* **ENTRIES PROVIDED**:
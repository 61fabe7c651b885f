use bytes::Bytes;
use chrono::{DateTime, Utc};
use rand::Rng;
use reqwest::header::{HeaderMap, HeaderName, HeaderValue, AUTHORIZATION, RETRY_AFTER};
use reqwest::{Client, Method, Request, Response, StatusCode};
use serde::de::DeserializeOwned;
use std::sync::Arc;
use std::time::Duration;
use url::Url;

use crate::auth::{CredentialStrategy, NtlmCredentials, Transport};
use crate::config::AuthSettings;
use crate::digest::DigestCache;
use crate::error::{AuthError, Result};

/// Request header that disables retries for a single call; stripped before sending
pub const NO_RETRY_HEADER: &str = "x-spauth-noretry";

/// Successful 2xx GETs with an empty body are retried this many times
const EMPTY_BODY_RETRIES: u32 = 2;

/// Snapshot passed to executor hooks
#[derive(Debug, Clone)]
pub struct HookEvent {
    pub method: Method,
    pub url: Url,
    pub started_at: DateTime<Utc>,
    pub status: Option<u16>,
    pub error: Option<String>,
    pub attempt: u32,
}

pub type Hook = Arc<dyn Fn(&HookEvent) + Send + Sync>;

/// Optional observers of the request lifecycle
#[derive(Clone, Default)]
pub struct Hooks {
    pub on_request: Option<Hook>,
    pub on_response: Option<Hook>,
    pub on_retry: Option<Hook>,
    pub on_error: Option<Hook>,
}

/// Buffered response of a protected-resource call
#[derive(Debug, Clone)]
pub struct SiteResponse {
    pub status: StatusCode,
    pub headers: HeaderMap,
    pub url: Url,
    pub body: Bytes,
}

impl SiteResponse {
    pub fn text(&self) -> String {
        String::from_utf8_lossy(&self.body).into_owned()
    }

    pub fn json<T: DeserializeOwned>(&self) -> Result<T> {
        serde_json::from_slice(&self.body)
            .map_err(|e| AuthError::Protocol(format!("Invalid JSON from {}: {}", self.url, e)))
    }
}

/// Why the retry loop goes around again
enum Retry {
    Transport,
    Status(u16),
    Unauthorized,
    EmptyBody,
}

/// HTTP executor for a site: decorates every attempt through the active
/// strategy, negotiates NTLM when asked to and retries transient failures
pub struct SiteClient {
    /// Strategy consulted before every attempt
    strategy: Arc<dyn CredentialStrategy>,

    /// Shared HTTP client with connection pooling
    client: Client,

    settings: AuthSettings,

    hooks: Hooks,

    /// Form digests for state-changing calls
    digests: Arc<DigestCache>,
}

impl SiteClient {
    /// Create an executor around a configured strategy
    pub fn new(strategy: Arc<dyn CredentialStrategy>) -> Self {
        let ctx = strategy.context();
        let client = ctx.client().clone();
        let settings = ctx.settings().clone();

        Self {
            strategy,
            client,
            settings,
            hooks: Hooks::default(),
            digests: Arc::new(DigestCache::new()),
        }
    }

    pub fn with_hooks(mut self, hooks: Hooks) -> Self {
        self.hooks = hooks;
        self
    }

    /// Share a digest cache between executors of the same process
    pub fn with_digest_cache(mut self, digests: Arc<DigestCache>) -> Self {
        self.digests = digests;
        self
    }

    pub fn strategy(&self) -> &dyn CredentialStrategy {
        self.strategy.as_ref()
    }

    pub fn site_url(&self) -> &str {
        self.strategy.site_url()
    }

    /// Start a request; send it with [`SiteClient::execute`]
    pub fn request(&self, method: Method, url: &str) -> reqwest::RequestBuilder {
        self.client.request(method, url)
    }

    /// Request digest for the site, fetched through this executor when missing
    pub async fn form_digest(&self) -> Result<String> {
        self.digests.get(self).await
    }

    /// Execute a request with retry logic.
    ///
    /// Automatically handles:
    /// - transport failures: exponential backoff up to `max_retries`
    /// - statuses from the retry policy: backoff, honouring `Retry-After` on 429/503
    /// - 401/403: invalidates cached credentials and retries once
    /// - empty 2xx GET bodies: retried up to twice
    pub async fn execute(&self, request: Request) -> Result<SiteResponse> {
        self.execute_internal(request, true).await
    }

    /// Execute a request once; failures are returned as they happen
    pub async fn execute_no_retry(&self, request: Request) -> Result<SiteResponse> {
        self.execute_internal(request, false).await
    }

    async fn execute_internal(&self, mut request: Request, enable_retry: bool) -> Result<SiteResponse> {
        let opt_out = request.headers_mut().remove(NO_RETRY_HEADER).is_some();
        let retry = enable_retry && !opt_out;

        let method = request.method().clone();
        let url = request.url().clone();
        let started_at = Utc::now();
        tracing::debug!(method = %method, url = %url, "Sending HTTP request");

        let event = |attempt: u32, status: Option<u16>, error: Option<String>| HookEvent {
            method: method.clone(),
            url: url.clone(),
            started_at,
            status,
            error,
            attempt,
        };

        let mut attempt: u32 = 0;
        let mut transport_retries: u32 = 0;
        let mut status_retries: u32 = 0;
        let mut empty_retries: u32 = 0;
        let mut reauthenticated = false;

        loop {
            attempt += 1;
            let mut req = clone_request(&request)?;

            // Credential failures are never retried
            let mut transport = Transport::Direct;
            if let Err(e) = self.strategy.set_auth(&mut req, &mut transport).await {
                tracing::error!(url = %url, error = %e, "Failed to apply credentials");
                fire(&self.hooks.on_error, &event(attempt, None, Some(e.to_string())));
                return Err(e);
            }

            fire(&self.hooks.on_request, &event(attempt, None, None));

            let outcome = match self.dispatch(req, &transport).await {
                Ok(response) => read_response(response).await,
                Err(e) => Err(e),
            };

            let (next, delay, last_error) = match outcome {
                Ok(response) => {
                    let status = response.status;
                    fire(&self.hooks.on_response, &event(attempt, Some(status.as_u16()), None));

                    if status.is_success() {
                        let empty = method == Method::GET
                            && status != StatusCode::NO_CONTENT
                            && response.body.is_empty();
                        if !(retry && empty && empty_retries < EMPTY_BODY_RETRIES) {
                            return Ok(response);
                        }
                        empty_retries += 1;
                        tracing::warn!(url = %url, "Empty response body, retrying");
                        let delay = self.backoff_delay(empty_retries - 1);
                        (Retry::EmptyBody, delay, AuthError::http(status.as_u16(), ""))
                    } else {
                        let code = status.as_u16();
                        let error = AuthError::http(code, &response.text());
                        tracing::warn!(status = %status, url = %url, attempt, "Received error response");

                        if retry
                            && matches!(code, 401 | 403)
                            && !reauthenticated
                            && !matches!(transport, Transport::Ntlm(_))
                        {
                            reauthenticated = true;
                            if let Err(e) = self.strategy.invalidate().await {
                                tracing::warn!("Failed to clear cached credentials: {}", e);
                            }
                            (Retry::Unauthorized, Duration::ZERO, error)
                        } else if retry && status_retries < self.settings.retry_policy.retries_for(code) {
                            let mut delay = self.backoff_delay(status_retries);
                            if matches!(code, 429 | 503) {
                                if let Some(after) = retry_after(&response.headers) {
                                    delay = after.min(self.max_delay());
                                }
                            }
                            status_retries += 1;
                            (Retry::Status(code), delay, error)
                        } else {
                            tracing::error!(
                                status = code,
                                url = %url,
                                attempt,
                                "HTTP request failed with error response"
                            );
                            fire(&self.hooks.on_error, &event(attempt, Some(code), Some(error.to_string())));
                            return Err(error);
                        }
                    }
                }
                Err(e) => {
                    tracing::warn!(error = %e, url = %url, attempt, "HTTP request error");
                    if retry && e.is_retryable() && transport_retries < self.settings.max_retries {
                        let delay = self.backoff_delay(transport_retries);
                        transport_retries += 1;
                        (Retry::Transport, delay, e)
                    } else {
                        tracing::error!(
                            error = %e,
                            url = %url,
                            total_attempts = attempt,
                            "HTTP request failed after all retries"
                        );
                        fire(&self.hooks.on_error, &event(attempt, None, Some(e.to_string())));
                        return Err(e);
                    }
                }
            };

            let reason = match next {
                Retry::Transport => "transport error".to_string(),
                Retry::Status(code) => format!("status {}", code),
                Retry::Unauthorized => "credentials rejected".to_string(),
                Retry::EmptyBody => "empty body".to_string(),
            };
            tracing::warn!(
                "Retrying {} {} after {}ms ({}, attempt {})",
                method,
                url,
                delay.as_millis(),
                reason,
                attempt
            );
            fire(&self.hooks.on_retry, &event(attempt, None, Some(last_error.to_string())));
            if !delay.is_zero() {
                tokio::time::sleep(delay).await;
            }
        }
    }

    /// Send one decorated request over the selected transport
    async fn dispatch(&self, request: Request, transport: &Transport) -> Result<Response> {
        match transport {
            Transport::Direct => Ok(self.client.execute(request).await?),
            Transport::Ntlm(credentials) => self.ntlm_handshake(request, credentials).await,
        }
    }

    /// Negotiate, answer the challenge, send the real request
    async fn ntlm_handshake(&self, request: Request, credentials: &NtlmCredentials) -> Result<Response> {
        let mut negotiate = clone_request(&request)?;
        negotiate
            .headers_mut()
            .insert(AUTHORIZATION, credentials.negotiate_header()?);
        let challenge = self.client.execute(negotiate).await?;

        if challenge.status() != StatusCode::UNAUTHORIZED {
            return Ok(challenge);
        }

        let authenticate = credentials.authenticate_header(challenge.headers())?;
        // Drain so the connection goes back to the pool for the final leg
        let _ = challenge.bytes().await;

        let mut request = request;
        request.headers_mut().insert(AUTHORIZATION, authenticate);
        tracing::debug!("Sending NTLM authenticate message");
        Ok(self.client.execute(request).await?)
    }

    /// Exponential backoff with 10% jitter, capped at the maximum delay
    fn backoff_delay(&self, retry: u32) -> Duration {
        let base = self.settings.retry_base_delay_ms;
        let delay = base.saturating_mul(2_u64.saturating_pow(retry));
        let jitter = (delay as f64 * 0.1 * rand::thread_rng().gen::<f64>()) as u64;
        Duration::from_millis(delay.saturating_add(jitter)).min(self.max_delay())
    }

    fn max_delay(&self) -> Duration {
        Duration::from_millis(self.settings.retry_max_delay_ms)
    }
}

fn clone_request(request: &Request) -> Result<Request> {
    request
        .try_clone()
        .ok_or_else(|| AuthError::Internal(anyhow::anyhow!("Request body is not cloneable")))
}

async fn read_response(response: Response) -> Result<SiteResponse> {
    let status = response.status();
    let headers = response.headers().clone();
    let url = response.url().clone();
    let body = response.bytes().await?;
    Ok(SiteResponse {
        status,
        headers,
        url,
        body,
    })
}

fn fire(hook: &Option<Hook>, event: &HookEvent) {
    if let Some(hook) = hook {
        hook(event);
    }
}

/// `Retry-After` as delta seconds or an HTTP date
fn retry_after(headers: &HeaderMap) -> Option<Duration> {
    let value = headers.get(RETRY_AFTER)?.to_str().ok()?.trim();
    if let Ok(secs) = value.parse::<u64>() {
        return Some(Duration::from_secs(secs));
    }
    let at = DateTime::parse_from_rfc2822(value).ok()?.with_timezone(&Utc);
    (at - Utc::now()).to_std().ok()
}

/// Mark a request so the executor sends it exactly once
pub fn no_retry(request: &mut Request) {
    request.headers_mut().insert(
        HeaderName::from_static(NO_RETRY_HEADER),
        HeaderValue::from_static("true"),
    );
}
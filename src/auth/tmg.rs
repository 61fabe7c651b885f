// Forms authentication behind a TMG/UAG gateway (CookieAuth.dll)

use async_trait::async_trait;
use chrono::{Duration, Utc};
use reqwest::header::USER_AGENT;
use serde::{Deserialize, Serialize};
use std::path::Path;
use url::Url;

use super::adfs::{redirect_target, BROWSER_USER_AGENT};
use super::credentials;
use super::types::{cache_key, collect_cookies, AuthScheme, AuthToken};
use super::{AuthContext, CredentialStrategy, StrategyKind};
use crate::error::{AuthError, Result};
use crate::secret::SecretCrypter;

/// TMG strategy config
#[derive(Debug, Clone, Default, PartialEq, Serialize, Deserialize)]
#[serde(default, rename_all = "camelCase")]
pub struct TmgConfig {
    pub site_url: String,
    pub username: String,
    pub password: String,
}

/// Logon form fields carried by the gateway redirect (`GetLogon?curl=...&flags=...`)
fn logon_params(redirect: &Url) -> Vec<(String, String)> {
    let query = redirect.query().unwrap_or_default().replacen("GetLogon?", "", 1);
    query
        .split('&')
        .filter_map(|part| {
            let mut kv = part.split('=');
            match (kv.next(), kv.next(), kv.next()) {
                (Some(k), Some(v), None) if !k.is_empty() => Some((k.to_string(), v.to_string())),
                _ => None,
            }
        })
        .collect()
}

pub struct TmgStrategy {
    ctx: AuthContext,
    config: TmgConfig,
    crypter: SecretCrypter,
}

impl TmgStrategy {
    pub fn new(ctx: AuthContext) -> Self {
        Self {
            ctx,
            config: TmgConfig::default(),
            crypter: SecretCrypter::new(None),
        }
    }

    pub fn with_config(ctx: AuthContext, config: TmgConfig) -> Self {
        let mut strategy = Self::new(ctx);
        strategy.config = config;
        strategy
    }

    pub fn config(&self) -> &TmgConfig {
        &self.config
    }

    async fn logon(&self, site: &Url) -> Result<AuthToken> {
        let client = self.ctx.no_redirect();

        let response = client
            .get(site.as_str())
            .header(USER_AGENT, BROWSER_USER_AGENT)
            .send()
            .await?;
        let redirect = redirect_target(&response)?;
        tracing::debug!("Gateway logon redirect: {}", redirect);

        let mut form = logon_params(&redirect);
        form.retain(|(k, _)| k != "username" && k != "password");
        form.push(("username".to_string(), self.config.username.clone()));
        form.push(("password".to_string(), self.config.password.clone()));

        let endpoint = format!("{}/CookieAuth.dll?Logon", credentials::origin(site));
        let response = client.post(&endpoint).form(&form).send().await?;

        let cookie = collect_cookies(response.headers(), None);
        if cookie.is_empty() {
            return Err(AuthError::Protocol(format!(
                "Gateway returned no auth cookie (status {}), check username and password",
                response.status()
            )));
        }

        let ttl = Duration::seconds(self.ctx.settings().gateway_cookie_ttl_secs);
        Ok(AuthToken::new(cookie, Utc::now() + ttl))
    }
}

#[async_trait]
impl CredentialStrategy for TmgStrategy {
    fn kind(&self) -> StrategyKind {
        StrategyKind::Tmg
    }

    fn site_url(&self) -> &str {
        &self.config.site_url
    }

    fn context(&self) -> &AuthContext {
        &self.ctx
    }

    fn set_master_key(&mut self, key: &str) {
        self.crypter = SecretCrypter::new(Some(key));
    }

    fn parse_config(&mut self, bytes: &[u8]) -> Result<()> {
        let mut config: TmgConfig = serde_json::from_slice(bytes)?;
        config.password = credentials::decode_secret(&self.crypter, &config.password);
        self.config = config;
        Ok(())
    }

    fn write_config(&self, path: &Path) -> Result<()> {
        let mut config = self.config.clone();
        config.password = credentials::encode_secret(&self.crypter, &config.password)?;
        credentials::write_config_file(path, self.kind(), &config)
    }

    fn cache_key(&self) -> Result<String> {
        let site = credentials::parse_site_url(&self.config.site_url)?;
        Ok(cache_key(
            &credentials::host_key(&site),
            self.strategy(),
            &[&self.config.username, &self.config.password],
        ))
    }

    fn scheme(&self) -> AuthScheme {
        AuthScheme::Cookie
    }

    async fn get_auth(&self) -> Result<AuthToken> {
        let site = credentials::parse_site_url(&self.config.site_url)?;
        credentials::require("username", &self.config.username)?;
        credentials::require("password", &self.config.password)?;

        let key = self.cache_key()?;
        self.ctx.cached(&key, || self.logon(&site)).await
    }
}

#[cfg(test)]
mod tests {
    use super::*;

    #[test]
    fn test_logon_params() {
        let url = Url::parse(
            "https://gw.contoso.com/CookieAuth.dll?GetLogon?curl=Z2F&reason=0&formdir=3",
        )
        .unwrap();
        assert_eq!(
            logon_params(&url),
            vec![
                ("curl".to_string(), "Z2F".to_string()),
                ("reason".to_string(), "0".to_string()),
                ("formdir".to_string(), "3".to_string()),
            ]
        );

        let url = Url::parse("https://gw.contoso.com/CookieAuth.dll").unwrap();
        assert!(logon_params(&url).is_empty());
    }
}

* **TASK TO CARRY OUT**:
Wherever a line in the listing contains the word "seconds", copy that line out.

* **WRITTEN RESPONSE**:
/// `Retry-After` as delta seconds or an HTTP date
        let ttl = Duration::seconds(self.ctx.settings().gateway_cookie_ttl_secs);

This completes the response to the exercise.